From the entries below, copy every line holding the word "rejected".

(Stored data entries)
···
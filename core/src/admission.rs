//! Admission control for provider calls.
//!
//! A fixed-size pool of permits guards every provider call. A request
//! first tries to take a permit without waiting; if none is free it joins
//! the wait queue, unless the queue already holds `overload_threshold`
//! requests, in which case it is shed immediately.
//!
//! A queued request waits at most `queue_timeout`. If it times out it is
//! never dispatched.
//!
//! # Load levels
//!
//! - **Normal**: fewer than 80% of permits in use.
//! - **Saturated**: at least 80% of permits in use; requests may queue.
//! - **Shedding**: the wait queue is at the threshold; new requests are
//!   rejected.
//!
//! Permits are RAII guards: dropping an [`AdmissionPermit`] on any exit
//! path (completion, error, timeout, cancelled stream) returns the slot.

use std::fmt;
use std::sync::atomic::{AtomicU64, AtomicUsize, Ordering};
use std::sync::{Arc, Mutex, PoisonError};
use std::time::{Duration, Instant};

use serde::Serialize;
use tokio::sync::{OwnedSemaphorePermit, Semaphore, TryAcquireError};
use tracing::{debug, warn};

use crate::config::InferenceConfig;
use crate::error::{ComplianceError, OverloadReason};

const SATURATION_PERCENT: usize = 80;

/// Coarse load indicator reported by `status()`.
#[derive(Debug, Clone, Copy, Default, PartialEq, Eq, Hash, Serialize)]
pub enum LoadLevel {
    /// Capacity available.
    #[default]
    Normal,
    /// Pool nearly or fully busy.
    Saturated,
    /// Queue full; new requests are shed.
    Shedding,
}

impl LoadLevel {
    /// Human-readable label.
    #[must_use]
    pub const fn as_str(&self) -> &'static str {
        match self {
            Self::Normal => "Normal",
            Self::Saturated => "Saturated",
            Self::Shedding => "Shedding",
        }
    }

    /// `true` when new requests are admitted without being shed.
    #[must_use]
    pub const fn admits(&self) -> bool {
        matches!(self, Self::Normal | Self::Saturated)
    }
}

impl fmt::Display for LoadLevel {
    fn fmt(&self, f: &mut fmt::Formatter<'_>) -> fmt::Result {
        f.write_str(self.as_str())
    }
}

/// Snapshot of the admission pool.
#[derive(Debug, Clone, Copy, PartialEq, Serialize)]
pub struct AdmissionStats {
    /// Pool size.
    pub max_concurrent: usize,
    /// Permits currently held.
    pub active: usize,
    /// Requests waiting for a permit.
    pub queue_depth: usize,
    /// Queue depth at which requests are shed.
    pub overload_threshold: usize,
    /// Derived load level.
    pub load_level: LoadLevel,
    /// Requests rejected because the queue was full.
    pub shed_total: u64,
    /// Requests that gave up waiting.
    pub timed_out_total: u64,
    /// EMA of time spent waiting for a permit, milliseconds.
    pub avg_wait_ms: f64,
}

/// Slot in the admission pool; released on drop.
#[derive(Debug)]
pub struct AdmissionPermit {
    _permit: OwnedSemaphorePermit,
}

// Decrements the queue depth however the wait ends.
struct QueueSlot<'a>(&'a AtomicUsize);

impl Drop for QueueSlot<'_> {
    fn drop(&mut self) {
        self.0.fetch_sub(1, Ordering::AcqRel);
    }
}

#[derive(Debug, Default)]
struct WaitEma {
    samples: u64,
    avg_ms: f64,
}

/// Bounded pool with a bounded wait queue.
#[derive(Debug)]
pub struct AdmissionController {
    semaphore: Arc<Semaphore>,
    max_concurrent: usize,
    overload_threshold: usize,
    queue_timeout: Duration,
    queue_depth: AtomicUsize,
    shed_total: AtomicU64,
    timed_out_total: AtomicU64,
    wait: Mutex<WaitEma>,
}

impl AdmissionController {
    /// Creates a pool of `max_concurrent` permits.
    #[must_use]
    pub fn new(max_concurrent: usize, overload_threshold: usize, queue_timeout: Duration) -> Self {
        Self {
            semaphore: Arc::new(Semaphore::new(max_concurrent)),
            max_concurrent,
            overload_threshold,
            queue_timeout,
            queue_depth: AtomicUsize::new(0),
            shed_total: AtomicU64::new(0),
            timed_out_total: AtomicU64::new(0),
            wait: Mutex::new(WaitEma::default()),
        }
    }

    /// Creates the pool described by `config`.
    #[must_use]
    pub fn from_config(config: &InferenceConfig) -> Self {
        Self::new(
            config.max_concurrent_requests,
            config.overload_threshold,
            config.request_timeout(),
        )
    }

    /// Takes a permit, queueing within the configured bounds.
    ///
    /// # Errors
    ///
    /// [`ComplianceError::Overloaded`] when shed or timed out,
    /// [`ComplianceError::ShuttingDown`] once the pool is closed. The
    /// returned errors carry no decision; the caller attaches it.
    pub async fn acquire(&self) -> Result<AdmissionPermit, ComplianceError> {
        match Arc::clone(&self.semaphore).try_acquire_owned() {
            Ok(permit) => {
                self.record_wait(Duration::ZERO);
                return Ok(AdmissionPermit { _permit: permit });
            }
            Err(TryAcquireError::Closed) => return Err(ComplianceError::ShuttingDown { decision: None }),
            Err(TryAcquireError::NoPermits) => {}
        }

        let ahead = self.queue_depth.fetch_add(1, Ordering::AcqRel);
        let _slot = QueueSlot(&self.queue_depth);
        if ahead >= self.overload_threshold {
            self.shed_total.fetch_add(1, Ordering::Relaxed);
            warn!(queue_depth = ahead, threshold = self.overload_threshold, "shedding request");
            return Err(ComplianceError::Overloaded {
                reason: OverloadReason::QueueFull { depth: ahead },
                decision: None,
            });
        }

        let started = Instant::now();
        match tokio::time::timeout(self.queue_timeout, Arc::clone(&self.semaphore).acquire_owned()).await {
            Ok(Ok(permit)) => {
                let waited = started.elapsed();
                self.record_wait(waited);
                debug!(waited_ms = duration_to_ms(waited), "admitted after queueing");
                Ok(AdmissionPermit { _permit: permit })
            }
            Ok(Err(_closed)) => Err(ComplianceError::ShuttingDown { decision: None }),
            Err(_elapsed) => {
                let waited = started.elapsed();
                self.timed_out_total.fetch_add(1, Ordering::Relaxed);
                warn!(waited_ms = duration_to_ms(waited), "request timed out in admission queue");
                Err(ComplianceError::Overloaded {
                    reason: OverloadReason::QueueTimeout { waited },
                    decision: None,
                })
            }
        }
    }

    fn record_wait(&self, waited: Duration) {
        const ALPHA: f64 = 0.1;
        let ms = duration_to_ms(waited);
        let mut ema = self.wait.lock().unwrap_or_else(PoisonError::into_inner);
        ema.samples = ema.samples.saturating_add(1);
        ema.avg_ms = if ema.samples == 1 {
            ms
        } else {
            (1.0 - ALPHA).mul_add(ema.avg_ms, ALPHA * ms)
        };
    }

    /// Stops admitting; queued and future requests fail with `ShuttingDown`.
    /// Permits already held stay valid until dropped.
    pub fn close(&self) {
        self.semaphore.close();
    }

    /// `true` after [`AdmissionController::close`].
    #[must_use]
    pub fn is_closed(&self) -> bool {
        self.semaphore.is_closed()
    }

    /// Permits currently held.
    #[must_use]
    pub fn active(&self) -> usize {
        self.max_concurrent.saturating_sub(self.semaphore.available_permits())
    }

    /// Requests waiting for a permit.
    #[must_use]
    pub fn queue_depth(&self) -> usize {
        self.queue_depth.load(Ordering::Acquire)
    }

    /// Current load level.
    #[must_use]
    pub fn load_level(&self) -> LoadLevel {
        if self.queue_depth() >= self.overload_threshold {
            LoadLevel::Shedding
        } else if self.active() * 100 >= self.max_concurrent * SATURATION_PERCENT {
            LoadLevel::Saturated
        } else {
            LoadLevel::Normal
        }
    }

    /// Pool snapshot.
    #[must_use]
    pub fn stats(&self) -> AdmissionStats {
        let avg_wait_ms = self.wait.lock().unwrap_or_else(PoisonError::into_inner).avg_ms;
        AdmissionStats {
            max_concurrent: self.max_concurrent,
            active: self.active(),
            queue_depth: self.queue_depth(),
            overload_threshold: self.overload_threshold,
            load_level: self.load_level(),
            shed_total: self.shed_total.load(Ordering::Relaxed),
            timed_out_total: self.timed_out_total.load(Ordering::Relaxed),
            avg_wait_ms,
        }
    }
}

/// Converts a [`Duration`] to milliseconds (f64).
pub(crate) fn duration_to_ms(d: Duration) -> f64 {
    d.as_secs_f64() * 1_000.0
}

#[cfg(test)]
mod tests {
    use super::*;

    #[tokio::test]
    async fn permits_are_released_on_drop() {
        let pool = AdmissionController::new(2, 4, Duration::from_secs(1));
        let a = pool.acquire().await.expect("first");
        let _b = pool.acquire().await.expect("second");
        assert_eq!(pool.active(), 2);
        assert_eq!(pool.load_level(), LoadLevel::Saturated);
        drop(a);
        assert_eq!(pool.active(), 1);
    }

    #[tokio::test]
    async fn queued_request_times_out() {
        let pool = AdmissionController::new(1, 4, Duration::from_millis(20));
        let _held = pool.acquire().await.expect("held");
        match pool.acquire().await {
            Err(ComplianceError::Overloaded { reason: OverloadReason::QueueTimeout { .. }, .. }) => {}
            other => panic!("expected queue timeout, got {other:?}"),
        }
        assert_eq!(pool.queue_depth(), 0);
        assert_eq!(pool.stats().timed_out_total, 1);
    }

    #[tokio::test]
    async fn full_queue_sheds_immediately() {
        let pool = Arc::new(AdmissionController::new(1, 1, Duration::from_secs(5)));
        let held = pool.acquire().await.expect("held");

        let waiter = {
            let pool = Arc::clone(&pool);
            tokio::spawn(async move { pool.acquire().await.map(|_| ()) })
        };
        while pool.queue_depth() == 0 {
            tokio::task::yield_now().await;
        }
        assert_eq!(pool.load_level(), LoadLevel::Shedding);

        match pool.acquire().await {
            Err(ComplianceError::Overloaded { reason: OverloadReason::QueueFull { depth }, .. }) => assert_eq!(depth, 1),
            other => panic!("expected shed, got {other:?}"),
        }

        drop(held);
        assert!(waiter.await.expect("join").is_ok());
        assert_eq!(pool.stats().shed_total, 1);
    }

    #[tokio::test]
    async fn close_rejects_new_and_queued_requests() {
        let pool = Arc::new(AdmissionController::new(1, 4, Duration::from_secs(5)));
        let _held = pool.acquire().await.expect("held");
        let waiter = {
            let pool = Arc::clone(&pool);
            tokio::spawn(async move { pool.acquire().await.map(|_| ()) })
        };
        while pool.queue_depth() == 0 {
            tokio::task::yield_now().await;
        }
        pool.close();
        assert!(matches!(waiter.await.expect("join"), Err(ComplianceError::ShuttingDown { .. })));
        assert!(matches!(pool.acquire().await, Err(ComplianceError::ShuttingDown { .. })));
    }
}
···
Problem solution
//!   rejected.
    /// Requests rejected because the queue was full.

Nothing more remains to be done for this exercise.